-- Given entries follows --

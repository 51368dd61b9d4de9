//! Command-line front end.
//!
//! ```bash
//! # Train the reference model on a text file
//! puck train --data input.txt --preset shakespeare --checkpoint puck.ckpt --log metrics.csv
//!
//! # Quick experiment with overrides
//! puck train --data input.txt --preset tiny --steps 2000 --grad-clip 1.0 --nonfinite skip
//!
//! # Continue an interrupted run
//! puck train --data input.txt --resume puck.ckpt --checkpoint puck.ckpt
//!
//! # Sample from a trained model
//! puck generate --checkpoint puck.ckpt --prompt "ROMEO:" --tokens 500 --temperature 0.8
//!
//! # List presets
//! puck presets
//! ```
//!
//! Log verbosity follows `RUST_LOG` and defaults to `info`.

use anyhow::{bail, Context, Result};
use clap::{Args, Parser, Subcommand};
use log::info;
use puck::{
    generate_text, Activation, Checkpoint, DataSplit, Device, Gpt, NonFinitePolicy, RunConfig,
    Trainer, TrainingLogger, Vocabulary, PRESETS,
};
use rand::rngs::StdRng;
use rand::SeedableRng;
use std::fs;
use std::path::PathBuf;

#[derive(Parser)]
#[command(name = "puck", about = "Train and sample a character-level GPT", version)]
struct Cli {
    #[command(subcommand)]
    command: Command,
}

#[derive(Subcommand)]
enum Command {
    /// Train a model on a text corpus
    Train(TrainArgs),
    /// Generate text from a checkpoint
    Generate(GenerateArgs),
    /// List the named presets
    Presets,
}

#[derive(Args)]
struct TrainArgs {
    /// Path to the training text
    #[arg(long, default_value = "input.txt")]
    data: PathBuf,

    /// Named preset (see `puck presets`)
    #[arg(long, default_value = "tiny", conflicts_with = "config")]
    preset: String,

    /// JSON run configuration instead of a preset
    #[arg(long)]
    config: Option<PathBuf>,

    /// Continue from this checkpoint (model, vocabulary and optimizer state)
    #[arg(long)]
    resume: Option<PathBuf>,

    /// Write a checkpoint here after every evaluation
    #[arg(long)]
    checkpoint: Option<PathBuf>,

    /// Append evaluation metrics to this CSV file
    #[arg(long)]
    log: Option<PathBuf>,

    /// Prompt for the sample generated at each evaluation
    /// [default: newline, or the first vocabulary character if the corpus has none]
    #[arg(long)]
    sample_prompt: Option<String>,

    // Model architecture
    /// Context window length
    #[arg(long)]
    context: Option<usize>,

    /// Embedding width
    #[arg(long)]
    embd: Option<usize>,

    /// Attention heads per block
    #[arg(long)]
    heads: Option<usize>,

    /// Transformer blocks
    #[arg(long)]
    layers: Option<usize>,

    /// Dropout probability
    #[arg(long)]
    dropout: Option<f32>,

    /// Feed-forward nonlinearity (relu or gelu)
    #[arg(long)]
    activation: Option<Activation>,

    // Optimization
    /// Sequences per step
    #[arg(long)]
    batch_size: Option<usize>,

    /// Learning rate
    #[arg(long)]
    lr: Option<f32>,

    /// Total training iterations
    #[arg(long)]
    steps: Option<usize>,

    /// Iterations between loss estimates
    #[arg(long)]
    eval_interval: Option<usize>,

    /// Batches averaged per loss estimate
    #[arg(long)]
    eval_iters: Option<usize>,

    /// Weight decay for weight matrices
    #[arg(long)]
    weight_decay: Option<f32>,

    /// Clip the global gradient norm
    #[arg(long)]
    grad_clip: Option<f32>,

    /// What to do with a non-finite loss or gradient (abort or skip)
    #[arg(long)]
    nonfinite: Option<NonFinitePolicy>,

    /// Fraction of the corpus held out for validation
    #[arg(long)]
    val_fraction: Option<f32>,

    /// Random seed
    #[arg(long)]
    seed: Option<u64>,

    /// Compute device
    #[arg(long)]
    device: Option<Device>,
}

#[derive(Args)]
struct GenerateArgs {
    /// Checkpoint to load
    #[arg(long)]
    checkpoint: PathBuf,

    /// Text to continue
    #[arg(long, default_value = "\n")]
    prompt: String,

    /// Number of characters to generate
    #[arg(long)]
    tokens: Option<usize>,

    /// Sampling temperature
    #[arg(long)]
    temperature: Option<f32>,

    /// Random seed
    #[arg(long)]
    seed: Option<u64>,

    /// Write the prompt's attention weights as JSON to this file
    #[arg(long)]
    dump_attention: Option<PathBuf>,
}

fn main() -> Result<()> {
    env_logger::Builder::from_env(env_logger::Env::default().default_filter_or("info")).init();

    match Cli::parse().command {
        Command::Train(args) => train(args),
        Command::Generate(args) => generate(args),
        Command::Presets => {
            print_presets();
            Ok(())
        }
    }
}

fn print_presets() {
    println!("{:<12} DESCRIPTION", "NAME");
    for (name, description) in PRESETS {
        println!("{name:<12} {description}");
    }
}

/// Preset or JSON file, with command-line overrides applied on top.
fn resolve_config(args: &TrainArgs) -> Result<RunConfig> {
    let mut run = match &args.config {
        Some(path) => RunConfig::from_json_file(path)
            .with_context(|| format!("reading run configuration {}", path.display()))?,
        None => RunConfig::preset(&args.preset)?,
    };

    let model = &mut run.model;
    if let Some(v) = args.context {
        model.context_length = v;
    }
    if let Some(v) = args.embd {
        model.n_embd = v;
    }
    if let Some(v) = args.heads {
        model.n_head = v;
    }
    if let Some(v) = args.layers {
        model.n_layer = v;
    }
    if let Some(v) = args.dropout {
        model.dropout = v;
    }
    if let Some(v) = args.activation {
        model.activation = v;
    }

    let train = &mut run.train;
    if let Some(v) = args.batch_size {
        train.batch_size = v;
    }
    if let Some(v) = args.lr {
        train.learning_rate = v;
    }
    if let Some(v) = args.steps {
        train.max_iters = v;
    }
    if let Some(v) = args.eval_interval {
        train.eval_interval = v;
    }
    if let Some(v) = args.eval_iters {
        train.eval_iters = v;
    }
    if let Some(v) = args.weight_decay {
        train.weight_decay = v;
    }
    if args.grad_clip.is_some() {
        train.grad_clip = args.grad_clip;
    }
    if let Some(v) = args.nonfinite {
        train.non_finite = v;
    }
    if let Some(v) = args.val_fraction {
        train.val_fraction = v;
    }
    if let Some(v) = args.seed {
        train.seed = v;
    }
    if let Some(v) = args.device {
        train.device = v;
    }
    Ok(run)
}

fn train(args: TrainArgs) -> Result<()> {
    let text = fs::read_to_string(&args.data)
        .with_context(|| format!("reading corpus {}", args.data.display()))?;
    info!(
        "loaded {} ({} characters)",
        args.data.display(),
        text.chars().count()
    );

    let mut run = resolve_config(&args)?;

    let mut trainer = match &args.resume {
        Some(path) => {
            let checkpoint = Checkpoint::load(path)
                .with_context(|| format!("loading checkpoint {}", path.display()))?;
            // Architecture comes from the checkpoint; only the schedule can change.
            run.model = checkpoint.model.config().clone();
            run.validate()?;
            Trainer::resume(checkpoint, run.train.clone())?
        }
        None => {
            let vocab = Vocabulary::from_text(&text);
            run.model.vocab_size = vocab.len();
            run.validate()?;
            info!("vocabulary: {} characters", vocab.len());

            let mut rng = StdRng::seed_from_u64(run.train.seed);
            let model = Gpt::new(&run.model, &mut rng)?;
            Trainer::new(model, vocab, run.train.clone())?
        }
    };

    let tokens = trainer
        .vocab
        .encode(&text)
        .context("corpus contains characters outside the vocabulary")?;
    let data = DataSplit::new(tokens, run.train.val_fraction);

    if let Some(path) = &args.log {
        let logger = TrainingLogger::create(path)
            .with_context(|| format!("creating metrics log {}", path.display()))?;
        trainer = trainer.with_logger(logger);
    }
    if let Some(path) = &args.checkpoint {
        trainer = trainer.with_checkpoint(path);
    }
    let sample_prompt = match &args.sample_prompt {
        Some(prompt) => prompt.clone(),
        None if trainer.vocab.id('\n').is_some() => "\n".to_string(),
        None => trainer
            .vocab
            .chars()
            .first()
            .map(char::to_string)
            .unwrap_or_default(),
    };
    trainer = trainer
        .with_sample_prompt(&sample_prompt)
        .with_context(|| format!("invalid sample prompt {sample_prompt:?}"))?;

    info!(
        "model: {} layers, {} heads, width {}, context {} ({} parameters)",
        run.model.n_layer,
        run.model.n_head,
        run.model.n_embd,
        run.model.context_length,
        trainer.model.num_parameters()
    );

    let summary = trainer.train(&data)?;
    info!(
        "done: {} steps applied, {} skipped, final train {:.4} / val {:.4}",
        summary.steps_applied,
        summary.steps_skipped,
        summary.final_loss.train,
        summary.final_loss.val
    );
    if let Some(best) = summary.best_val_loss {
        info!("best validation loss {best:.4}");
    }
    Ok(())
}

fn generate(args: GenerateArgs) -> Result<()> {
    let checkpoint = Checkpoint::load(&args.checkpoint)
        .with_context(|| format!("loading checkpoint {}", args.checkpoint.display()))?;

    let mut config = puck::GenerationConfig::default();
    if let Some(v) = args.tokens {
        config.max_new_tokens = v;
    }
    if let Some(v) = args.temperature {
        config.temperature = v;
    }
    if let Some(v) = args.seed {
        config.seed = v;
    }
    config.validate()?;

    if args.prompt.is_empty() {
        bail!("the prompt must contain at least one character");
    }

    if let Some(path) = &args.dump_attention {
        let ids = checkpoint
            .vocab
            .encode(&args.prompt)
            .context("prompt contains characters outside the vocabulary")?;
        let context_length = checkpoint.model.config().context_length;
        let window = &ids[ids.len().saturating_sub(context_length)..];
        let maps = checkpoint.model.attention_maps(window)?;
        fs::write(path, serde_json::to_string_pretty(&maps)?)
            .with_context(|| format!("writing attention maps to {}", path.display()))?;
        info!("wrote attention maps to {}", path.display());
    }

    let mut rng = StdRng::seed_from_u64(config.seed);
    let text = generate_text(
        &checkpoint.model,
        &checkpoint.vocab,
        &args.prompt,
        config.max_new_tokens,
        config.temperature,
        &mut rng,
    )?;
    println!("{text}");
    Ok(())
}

-- Given entries concluded --

**Your assignment:** The line containing "#[derive(Parser)]" marks the end: copy exactly every line from the top of the data above down to it, that line included.

**Answer area:**
repository 51368dd61b9d4de9
//! Command-line front end.
//!
//! ```bash
//! # Train the reference model on a text file
//! puck train --data input.txt --preset shakespeare --checkpoint puck.ckpt --log metrics.csv
//!
//! # Quick experiment with overrides
//! puck train --data input.txt --preset tiny --steps 2000 --grad-clip 1.0 --nonfinite skip
//!
//! # Continue an interrupted run
//! puck train --data input.txt --resume puck.ckpt --checkpoint puck.ckpt
//!
//! # Sample from a trained model
//! puck generate --checkpoint puck.ckpt --prompt "ROMEO:" --tokens 500 --temperature 0.8
//!
//! # List presets
//! puck presets
//! ```
//!
//! Log verbosity follows `RUST_LOG` and defaults to `info`.

use anyhow::{bail, Context, Result};
use clap::{Args, Parser, Subcommand};
use log::info;
use puck::{
    generate_text, Activation, Checkpoint, DataSplit, Device, Gpt, NonFinitePolicy, RunConfig,
    Trainer, TrainingLogger, Vocabulary, PRESETS,
};
use rand::rngs::StdRng;
use rand::SeedableRng;
use std::fs;
use std::path::PathBuf;

#[derive(Parser)]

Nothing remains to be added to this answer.